### SUPPLIED MATERIAL
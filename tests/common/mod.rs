//! Shared test helpers: in-memory peer, media and broker fakes.
#![allow(dead_code)]

use std::sync::atomic::{AtomicBool, AtomicUsize, Ordering};
use std::sync::{Arc, Mutex};
use std::time::Duration;

use async_trait::async_trait;
use serde_json::Value;
use tokio::sync::{mpsc, Notify};

use murmur::config::MurmurConfig;
use murmur::credential::{CredentialBroker, SessionCredential};
use murmur::error::MurmurError;
use murmur::session::{SessionController, SessionHooks};
use murmur::tools::ToolExecutor;
use murmur::transport::{
    AudioOutput, AudioOutputFactory, MediaBackend, MediaDevices, MediaTrack, PeerConnection,
    PeerConnectionState, PeerEvent, PeerFactory, PlaybackEvent, PlaybackOutcome, SdpExchange,
};

// ---------------------------------------------------------------------------
// Tracks and devices
// ---------------------------------------------------------------------------

pub struct FakeTrack {
    id: String,
    live: AtomicBool,
}

impl FakeTrack {
    pub fn new(id: &str) -> Arc<Self> {
        Arc::new(Self {
            id: id.to_string(),
            live: AtomicBool::new(true),
        })
    }
}

impl MediaTrack for FakeTrack {
    fn id(&self) -> &str {
        &self.id
    }

    fn stop(&self) {
        self.live.store(false, Ordering::SeqCst);
    }

    fn is_live(&self) -> bool {
        self.live.load(Ordering::SeqCst)
    }
}

#[derive(Default)]
pub struct FakeMicrophones {
    pub fail: AtomicBool,
    pub opened: Mutex<Vec<Arc<FakeTrack>>>,
}

impl FakeMicrophones {
    pub fn live_count(&self) -> usize {
        self.opened
            .lock()
            .unwrap()
            .iter()
            .filter(|track| track.is_live())
            .count()
    }
}

#[async_trait]
impl MediaDevices for FakeMicrophones {
    async fn open_microphone(&self) -> Result<Arc<dyn MediaTrack>, MurmurError> {
        if self.fail.load(Ordering::SeqCst) {
            return Err(MurmurError::Transport("permission denied".into()));
        }
        let mut opened = self.opened.lock().unwrap();
        let track = FakeTrack::new(&format!("mic-{}", opened.len()));
        opened.push(Arc::clone(&track));
        Ok(track)
    }
}

// ---------------------------------------------------------------------------
// Playback
// ---------------------------------------------------------------------------

pub struct FakeOutput {
    events: mpsc::UnboundedSender<PlaybackEvent>,
    block: bool,
    hold: Option<Arc<Notify>>,
    pub attached: AtomicUsize,
    pub detached: AtomicBool,
}

#[async_trait]
impl AudioOutput for FakeOutput {
    fn attach(&self, _track: Arc<dyn MediaTrack>) {
        self.attached.fetch_add(1, Ordering::SeqCst);
    }

    async fn play(&self) -> PlaybackOutcome {
        if let Some(hold) = &self.hold {
            hold.notified().await;
        }
        if self.block {
            return PlaybackOutcome::Blocked {
                reason: "user gesture required".into(),
            };
        }
        let _ = self.events.send(PlaybackEvent::Playing);
        PlaybackOutcome::Started
    }

    fn pause(&self) {
        let _ = self.events.send(PlaybackEvent::Paused);
    }

    fn detach(&self) {
        self.detached.store(true, Ordering::SeqCst);
    }
}

#[derive(Default)]
pub struct FakeSpeakers {
    pub block: AtomicBool,
    /// When set, `play()` waits for a notification before answering.
    pub hold: Mutex<Option<Arc<Notify>>>,
    pub outputs: Mutex<Vec<Arc<FakeOutput>>>,
}

impl FakeSpeakers {
    /// Report that the current output finished playing.
    pub fn end_playback(&self) {
        if let Some(output) = self.outputs.lock().unwrap().last() {
            let _ = output.events.send(PlaybackEvent::Ended);
        }
    }
}

impl AudioOutputFactory for FakeSpeakers {
    fn create(&self, events: mpsc::UnboundedSender<PlaybackEvent>) -> Arc<dyn AudioOutput> {
        let output = Arc::new(FakeOutput {
            events,
            block: self.block.load(Ordering::SeqCst),
            hold: self.hold.lock().unwrap().clone(),
            attached: AtomicUsize::new(0),
            detached: AtomicBool::new(false),
        });
        self.outputs.lock().unwrap().push(Arc::clone(&output));
        output
    }
}

// ---------------------------------------------------------------------------
// Peer connection
// ---------------------------------------------------------------------------

/// How a fake peer opens its control channel once the answer is applied.
#[derive(Debug, Clone, Copy, PartialEq, Eq)]
pub enum ChannelOpening {
    Immediate,
    After(Duration),
    Never,
}

pub struct FakePeer {
    events: mpsc::UnboundedSender<PeerEvent>,
    opening: ChannelOpening,
    sent: Mutex<Vec<Value>>,
    sent_notify: Notify,
    pub local_tracks: Mutex<Vec<Arc<dyn MediaTrack>>>,
    pub channel_label: Mutex<Option<String>>,
    pub closed: AtomicBool,
    pub channel_closed: AtomicBool,
}

impl FakePeer {
    pub fn open_channel(&self) {
        let _ = self.events.send(PeerEvent::ChannelOpen);
    }

    pub fn close_channel_remotely(&self) {
        let _ = self.events.send(PeerEvent::ChannelClosed);
    }

    pub fn set_connection_state(&self, state: PeerConnectionState) {
        let _ = self.events.send(PeerEvent::ConnectionState(state));
    }

    /// Deliver one server event on the control channel.
    pub fn push(&self, event: Value) {
        let _ = self.events.send(PeerEvent::ChannelMessage(event.to_string()));
    }

    pub fn push_all(&self, events: impl IntoIterator<Item = Value>) {
        for event in events {
            self.push(event);
        }
    }

    pub fn remote_track(&self, track: Arc<FakeTrack>) {
        let _ = self.events.send(PeerEvent::RemoteTrack(track));
    }

    pub fn sent(&self) -> Vec<Value> {
        self.sent.lock().unwrap().clone()
    }

    pub fn sent_types(&self) -> Vec<String> {
        self.sent()
            .iter()
            .filter_map(|event| event["type"].as_str().map(str::to_string))
            .collect()
    }

    /// Wait until at least `count` frames of `kind` have been sent.
    pub async fn wait_for_sent(&self, kind: &str, count: usize) -> Vec<Value> {
        tokio::time::timeout(Duration::from_secs(5), async {
            loop {
                let notified = self.sent_notify.notified();
                let matching: Vec<Value> = self
                    .sent()
                    .into_iter()
                    .filter(|event| event["type"] == kind)
                    .collect();
                if matching.len() >= count {
                    return matching;
                }
                notified.await;
            }
        })
        .await
        .unwrap_or_else(|_| panic!("timed out waiting for {count} {kind} frame(s)"))
    }

    pub fn is_closed(&self) -> bool {
        self.closed.load(Ordering::SeqCst)
    }
}

#[async_trait]
impl PeerConnection for FakePeer {
    fn add_local_track(&self, track: Arc<dyn MediaTrack>) -> Result<(), MurmurError> {
        self.local_tracks.lock().unwrap().push(track);
        Ok(())
    }

    fn add_receive_only_audio(&self) -> Result<(), MurmurError> {
        Ok(())
    }

    fn create_control_channel(&self, label: &str) -> Result<(), MurmurError> {
        *self.channel_label.lock().unwrap() = Some(label.to_string());
        Ok(())
    }

    async fn create_offer(&self) -> Result<String, MurmurError> {
        Ok("v=0 offer".into())
    }

    async fn apply_answer(&self, _sdp: &str) -> Result<(), MurmurError> {
        match self.opening {
            ChannelOpening::Immediate => self.open_channel(),
            ChannelOpening::After(delay) => {
                let events = self.events.clone();
                tokio::spawn(async move {
                    tokio::time::sleep(delay).await;
                    let _ = events.send(PeerEvent::ChannelOpen);
                });
            }
            ChannelOpening::Never => {}
        }
        Ok(())
    }

    fn send(&self, payload: &str) -> Result<(), MurmurError> {
        if self.channel_closed.load(Ordering::SeqCst) {
            return Err(MurmurError::Transport("channel closed".into()));
        }
        let value = serde_json::from_str(payload)?;
        self.sent.lock().unwrap().push(value);
        self.sent_notify.notify_waiters();
        Ok(())
    }

    fn close_control_channel(&self) {
        self.channel_closed.store(true, Ordering::SeqCst);
    }

    fn close(&self) {
        self.closed.store(true, Ordering::SeqCst);
    }
}

pub struct FakePeerFactory {
    opening: Mutex<ChannelOpening>,
    pub peers: Mutex<Vec<Arc<FakePeer>>>,
}

impl FakePeerFactory {
    pub fn new(opening: ChannelOpening) -> Self {
        Self {
            opening: Mutex::new(opening),
            peers: Mutex::new(Vec::new()),
        }
    }

    pub fn set_opening(&self, opening: ChannelOpening) {
        *self.opening.lock().unwrap() = opening;
    }

    pub fn latest(&self) -> Arc<FakePeer> {
        self.peers
            .lock()
            .unwrap()
            .last()
            .cloned()
            .expect("no peer connection created")
    }

    pub fn count(&self) -> usize {
        self.peers.lock().unwrap().len()
    }
}

impl PeerFactory for FakePeerFactory {
    fn create(
        &self,
        events: mpsc::UnboundedSender<PeerEvent>,
    ) -> Result<Arc<dyn PeerConnection>, MurmurError> {
        let peer = Arc::new(FakePeer {
            events,
            opening: *self.opening.lock().unwrap(),
            sent: Mutex::new(Vec::new()),
            sent_notify: Notify::new(),
            local_tracks: Mutex::new(Vec::new()),
            channel_label: Mutex::new(None),
            closed: AtomicBool::new(false),
            channel_closed: AtomicBool::new(false),
        });
        self.peers.lock().unwrap().push(Arc::clone(&peer));
        Ok(peer)
    }
}

// ---------------------------------------------------------------------------
// Signaling and credentials
// ---------------------------------------------------------------------------

#[derive(Default)]
pub struct FakeSdp {
    /// When set, every exchange waits for a notification before answering.
    pub gate: Option<Arc<Notify>>,
    pub fail: AtomicBool,
    pub calls: AtomicUsize,
}

#[async_trait]
impl SdpExchange for FakeSdp {
    async fn exchange(
        &self,
        _credential: &SessionCredential,
        _offer_sdp: &str,
    ) -> Result<String, MurmurError> {
        self.calls.fetch_add(1, Ordering::SeqCst);
        if let Some(gate) = &self.gate {
            gate.notified().await;
        }
        if self.fail.load(Ordering::SeqCst) {
            return Err(MurmurError::Handshake("status 500: offer rejected".into()));
        }
        Ok("v=0 answer".into())
    }
}

#[derive(Default)]
pub struct StaticBroker {
    pub fail: AtomicBool,
    pub minted: Mutex<Vec<(String, String)>>,
}

#[async_trait]
impl CredentialBroker for StaticBroker {
    async fn mint(&self, model: &str, voice: &str) -> Result<SessionCredential, MurmurError> {
        if self.fail.load(Ordering::SeqCst) {
            return Err(MurmurError::credential(401, "{\"error\":\"missing key\"}"));
        }
        self.minted
            .lock()
            .unwrap()
            .push((model.to_string(), voice.to_string()));
        Ok(SessionCredential {
            token: "ek_test".into(),
            expires_at: None,
            model: model.to_string(),
            voice: voice.to_string(),
        })
    }
}

// ---------------------------------------------------------------------------
// Harness
// ---------------------------------------------------------------------------

pub struct Harness {
    pub peers: Arc<FakePeerFactory>,
    pub microphones: Arc<FakeMicrophones>,
    pub speakers: Arc<FakeSpeakers>,
    pub sdp: Arc<FakeSdp>,
    pub broker: Arc<StaticBroker>,
    pub config: MurmurConfig,
}

impl Harness {
    pub fn new() -> Self {
        Self::with_opening(ChannelOpening::Immediate)
    }

    pub fn with_opening(opening: ChannelOpening) -> Self {
        Self::with_sdp(opening, FakeSdp::default())
    }

    pub fn with_sdp(opening: ChannelOpening, sdp: FakeSdp) -> Self {
        Self {
            peers: Arc::new(FakePeerFactory::new(opening)),
            microphones: Arc::new(FakeMicrophones::default()),
            speakers: Arc::new(FakeSpeakers::default()),
            sdp: Arc::new(sdp),
            broker: Arc::new(StaticBroker::default()),
            config: MurmurConfig::default(),
        }
    }

    pub fn backend(&self) -> MediaBackend {
        MediaBackend {
            peers: self.peers.clone(),
            microphones: self.microphones.clone(),
            speakers: self.speakers.clone(),
            signaling: self.sdp.clone(),
        }
    }

    pub fn controller(&self, tools: ToolExecutor, hooks: SessionHooks) -> SessionController {
        SessionController::builder()
            .backend(self.backend())
            .broker(self.broker.clone())
            .config(self.config.clone())
            .tools(tools)
            .hooks(hooks)
            .build()
    }

    pub fn peer(&self) -> Arc<FakePeer> {
        self.peers.latest()
    }
}

// ---------------------------------------------------------------------------
// Hook recording
// ---------------------------------------------------------------------------

/// Records every hook invocation as a short string.
#[derive(Clone, Default)]
pub struct HookLog {
    entries: Arc<Mutex<Vec<String>>>,
}

impl HookLog {
    pub fn hooks(&self) -> SessionHooks {
        let record = |entries: &Arc<Mutex<Vec<String>>>| {
            let entries = Arc::clone(entries);
            move |entry: String| entries.lock().unwrap().push(entry)
        };
        let text_delta = record(&self.entries);
        let text_done = record(&self.entries);
        let user_text_done = record(&self.entries);
        let audio_start = record(&self.entries);
        let audio_end = record(&self.entries);
        let tool_call = record(&self.entries);
        let tool_result = record(&self.entries);
        let autoplay = record(&self.entries);
        let error = record(&self.entries);
        let state = record(&self.entries);

        SessionHooks::new()
            .on_text_delta(move |delta, _| text_delta(format!("text_delta:{delta}")))
            .on_text_done(move |text| text_done(format!("text_done:{text}")))
            .on_user_text_done(move |text| user_text_done(format!("user_text_done:{text}")))
            .on_audio_start(move || audio_start("audio_start".into()))
            .on_audio_end(move || audio_end("audio_end".into()))
            .on_tool_call(move |call| tool_call(format!("tool_call:{}", call.name)))
            .on_tool_result(move |call, outcome| {
                tool_result(format!("tool_result:{}:{}", call.name, outcome.is_ok()))
            })
            .on_autoplay_blocked(move |reason| autoplay(format!("autoplay_blocked:{reason}")))
            .on_error(move |err| error(format!("error:{err}")))
            .on_state_change(move |status| state(format!("state:{}", status.state)))
    }

    pub fn entries(&self) -> Vec<String> {
        self.entries.lock().unwrap().clone()
    }

    pub fn with_prefix(&self, prefix: &str) -> Vec<String> {
        self.entries()
            .into_iter()
            .filter(|entry| entry.starts_with(prefix))
            .collect()
    }

    /// Session states seen by the state hook, repeats collapsed.
    pub fn states(&self) -> Vec<String> {
        let mut states = self.with_prefix("state:");
        states.dedup();
        states
    }

    pub fn contains(&self, entry: &str) -> bool {
        self.entries().iter().any(|seen| seen == entry)
    }
}

/// Let spawned tasks run until they block.
pub async fn settle() {
    for _ in 0..20 {
        tokio::task::yield_now().await;
    }
}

### YOUR TASK
Every line from the top of the material above through the line holding "use murmur::error::MurmurError;" should be reproduced word for word, and nothing beyond it.

### SOLUTION
filename tests/common/mod.rs
//! Shared test helpers: in-memory peer, media and broker fakes.
#![allow(dead_code)]

use std::sync::atomic::{AtomicBool, AtomicUsize, Ordering};
use std::sync::{Arc, Mutex};
use std::time::Duration;

use async_trait::async_trait;
use serde_json::Value;
use tokio::sync::{mpsc, Notify};

use murmur::config::MurmurConfig;
use murmur::credential::{CredentialBroker, SessionCredential};
use murmur::error::MurmurError;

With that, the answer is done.